//! Hub orchestration state
//!
//! The hub is a session-lived state machine: `Idle` (catalog) or one active
//! tool with its input, error and in-flight flag. Results live in per-tool
//! slots that survive tool switches.

pub mod state;

pub use state::{Completion, HubState, Rejection, Submission, SubmissionTicket};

+-------+

» REQUIRED ACTION
Exact repetition of every record is required.

» REPLY TO THE TASK
//! Hub orchestration state
//!
//! The hub is a session-lived state machine: `Idle` (catalog) or one active
//! tool with its input, error and in-flight flag. Results live in per-tool
//! slots that survive tool switches.

pub mod state;

pub use state::{Completion, HubState, Rejection, Submission, SubmissionTicket};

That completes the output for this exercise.